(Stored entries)
use crate::foundation::error::{AstraError, AstraResult};

// BT.709 luma weights, applied to normalized channels.
const LUMA_R: f32 = 0.2126;
const LUMA_G: f32 = 0.7152;
const LUMA_B: f32 = 0.0722;

/// Owned square RGB8 raster, row-major from the top-left pixel.
///
/// This is the only pixel container crossing the pipeline boundary: the
/// graded base enters as a `Raster` and every intermediate plane is derived
/// from it per render call.
#[derive(Clone, Debug, PartialEq)]
pub struct Raster {
    size: u32,
    data: Vec<u8>,
}

impl Raster {
    /// Create a solid-color raster of `size`×`size`.
    pub fn solid(size: u32, rgb: [u8; 3]) -> Self {
        let px = (size as usize) * (size as usize);
        let mut data = Vec::with_capacity(px * 3);
        for _ in 0..px {
            data.extend_from_slice(&rgb);
        }
        Self { size, data }
    }

    /// Wrap an existing RGB8 buffer, validating its length.
    pub fn from_rgb8(size: u32, data: Vec<u8>) -> AstraResult<Self> {
        let expected = (size as usize)
            .checked_mul(size as usize)
            .and_then(|v| v.checked_mul(3))
            .ok_or_else(|| AstraError::raster("raster byte size overflow"))?;
        if data.len() != expected {
            return Err(AstraError::raster(format!(
                "expected {expected} bytes for a {size}x{size} RGB raster, got {}",
                data.len()
            )));
        }
        Ok(Self { size, data })
    }

    /// Side length in pixels.
    pub fn size(&self) -> u32 {
        self.size
    }

    /// Raw RGB8 bytes, row-major.
    pub fn data(&self) -> &[u8] {
        &self.data
    }

    pub(crate) fn data_mut(&mut self) -> &mut [u8] {
        &mut self.data
    }

    /// BT.709 luminance plane over normalized channels, one f32 per pixel.
    pub(crate) fn luminance_plane(&self) -> Vec<f32> {
        self.data
            .chunks_exact(3)
            .map(|px| {
                let r = f32::from(px[0]) / 255.0;
                let g = f32::from(px[1]) / 255.0;
                let b = f32::from(px[2]) / 255.0;
                LUMA_R * r + LUMA_G * g + LUMA_B * b
            })
            .collect()
    }
}

#[cfg(test)]
mod tests {
    use super::*;

    #[test]
    fn solid_fill_repeats_the_color() {
        let r = Raster::solid(4, [10, 20, 30]);
        assert_eq!(r.size(), 4);
        assert_eq!(r.data().len(), 4 * 4 * 3);
        assert!(r.data().chunks_exact(3).all(|px| px == [10, 20, 30]));
    }

    #[test]
    fn from_rgb8_rejects_wrong_length() {
        let err = Raster::from_rgb8(4, vec![0; 10]).unwrap_err();
        assert!(matches!(err, AstraError::Raster(_)));
    }

    #[test]
    fn luminance_is_unit_for_white_and_zero_for_black() {
        let white = Raster::solid(2, [255, 255, 255]);
        let black = Raster::solid(2, [0, 0, 0]);
        assert!(white.luminance_plane().iter().all(|l| (l - 1.0).abs() < 1e-4));
        assert!(black.luminance_plane().iter().all(|l| *l == 0.0));
    }
}
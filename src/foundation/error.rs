/// Crate-wide result alias.
pub type AstraResult<T> = Result<T, AstraError>;

/// Error taxonomy for the rendering pipeline and its boundary.
///
/// `Color` and `Raster` cover externally triggerable failures (malformed
/// color strings, undecodable uploads); `Validation` covers out-of-range
/// parameters rejected at the boundary; `Render` covers internal pipeline
/// failures that indicate a programming error rather than bad input.
#[derive(thiserror::Error, Debug)]
pub enum AstraError {
    /// A color string could not be parsed.
    #[error("color parse error: {0}")]
    Color(String),

    /// An input raster could not be decoded or has inconsistent dimensions.
    #[error("invalid raster: {0}")]
    Raster(String),

    /// A configuration field is outside its declared range.
    #[error("validation error: {0}")]
    Validation(String),

    /// The rasterization or encoding stage failed.
    #[error("render error: {0}")]
    Render(String),

    /// Wrapped foreign error.
    #[error(transparent)]
    Other(#[from] anyhow::Error),
}

impl AstraError {
    pub(crate) fn color(msg: impl Into<String>) -> Self {
        Self::Color(msg.into())
    }

    pub(crate) fn raster(msg: impl Into<String>) -> Self {
        Self::Raster(msg.into())
    }

    pub(crate) fn validation(msg: impl Into<String>) -> Self {
        Self::Validation(msg.into())
    }

    pub(crate) fn render(msg: impl Into<String>) -> Self {
        Self::Render(msg.into())
    }
}

#[cfg(test)]
mod tests {
    use super::*;

    #[test]
    fn display_prefixes_are_stable() {
        assert!(
            AstraError::color("x")
                .to_string()
                .contains("color parse error:")
        );
        assert!(AstraError::raster("x").to_string().contains("invalid raster:"));
        assert!(
            AstraError::validation("x")
                .to_string()
                .contains("validation error:")
        );
        assert!(AstraError::render("x").to_string().contains("render error:"));
    }

    #[test]
    fn other_preserves_source() {
        let base = std::io::Error::other("boom");
        let err = AstraError::Other(anyhow::Error::new(base));
        assert!(err.to_string().contains("boom"));
    }
}
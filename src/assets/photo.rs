use std::io::Cursor;

use image::ImageDecoder as _;
use image::imageops::FilterType;
use image::metadata::Orientation;

use crate::foundation::error::{AstraError, AstraResult};
use crate::raster::Raster;

/// Decode an uploaded photo into a square base raster.
///
/// Applies the EXIF orientation when present, center-crops to the shorter
/// side, and resizes to `size`×`size` with a Lanczos filter. Undecodable
/// input is an [`AstraError::Raster`].
pub fn decode_photo(bytes: &[u8], size: u32) -> AstraResult<Raster> {
    let reader = image::ImageReader::new(Cursor::new(bytes))
        .with_guessed_format()
        .map_err(|e| AstraError::raster(format!("could not probe image format: {e}")))?;
    let mut decoder = reader
        .into_decoder()
        .map_err(|e| AstraError::raster(format!("could not decode image: {e}")))?;
    let orientation = decoder
        .orientation()
        .unwrap_or(Orientation::NoTransforms);
    let mut img = image::DynamicImage::from_decoder(decoder)
        .map_err(|e| AstraError::raster(format!("could not decode image: {e}")))?;
    img.apply_orientation(orientation);

    let (w, h) = (img.width(), img.height());
    if w == 0 || h == 0 {
        return Err(AstraError::raster("image has zero dimension"));
    }
    let side = w.min(h);
    let left = (w - side) / 2;
    let top = (h - side) / 2;
    let square = img
        .crop_imm(left, top, side, side)
        .resize_exact(size, size, FilterType::Lanczos3);

    Raster::from_rgb8(size, square.to_rgb8().into_raw())
}
use std::{fs, path::PathBuf};

use anyhow::Context as _;
use clap::{Parser, Subcommand};

use astrafield::{
    PLACEHOLDER_RGB, Raster, RenderParams, decode_photo, presets, render, validate_params,
};

#[derive(Parser, Debug)]
#[command(name = "astrafield", version)]
struct Cli {
    #[command(subcommand)]
    cmd: Command,
}

#[derive(Subcommand, Debug)]
enum Command {
    /// Render a cover image as a PNG.
    Render(RenderArgs),
    /// Print the preset catalog as JSON.
    Presets,
}

#[derive(Parser, Debug)]
struct RenderArgs {
    /// Render parameters JSON; missing fields take their defaults.
    #[arg(long)]
    params: Option<PathBuf>,

    /// Start from a named preset instead of a params file.
    #[arg(long, conflicts_with = "params")]
    preset: Option<String>,

    /// Base photo (center-cropped to square); omit for the solid placeholder.
    #[arg(long)]
    photo: Option<PathBuf>,

    /// Seed override for reproducible output.
    #[arg(long)]
    seed: Option<u64>,

    /// Output PNG path.
    #[arg(long)]
    out: PathBuf,
}

fn main() -> anyhow::Result<()> {
    let cli = Cli::parse();
    match cli.cmd {
        Command::Render(args) => cmd_render(args),
        Command::Presets => cmd_presets(),
    }
}

fn cmd_render(args: RenderArgs) -> anyhow::Result<()> {
    let mut params = load_params(&args)?;
    if let Some(seed) = args.seed {
        params.seed = Some(seed);
    }
    validate_params(&params)?;

    let base = match &args.photo {
        Some(path) => {
            let bytes =
                fs::read(path).with_context(|| format!("read photo '{}'", path.display()))?;
            decode_photo(&bytes, params.size)?
        }
        None => Raster::solid(params.size, PLACEHOLDER_RGB),
    };

    let png = render(&base, &params)?;

    if let Some(parent) = args.out.parent() {
        fs::create_dir_all(parent)
            .with_context(|| format!("create output dir '{}'", parent.display()))?;
    }
    fs::write(&args.out, png).with_context(|| format!("write png '{}'", args.out.display()))?;

    eprintln!("wrote {}", args.out.display());
    Ok(())
}

fn load_params(args: &RenderArgs) -> anyhow::Result<RenderParams> {
    if let Some(name) = &args.preset {
        return presets()
            .get(name.as_str())
            .cloned()
            .with_context(|| format!("unknown preset '{name}'"));
    }
    if let Some(path) = &args.params {
        let text =
            fs::read_to_string(path).with_context(|| format!("read params '{}'", path.display()))?;
        return serde_json::from_str(&text).with_context(|| "parse params JSON");
    }
    Ok(RenderParams::default())
}

fn cmd_presets() -> anyhow::Result<()> {
    let catalog = presets();
    println!("{}", serde_json::to_string_pretty(&catalog)?);
    Ok(())
}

### Exercise goal
Could you state how many lines of the entries contain the word "channels"? Only the number is wanted.

### Task response
2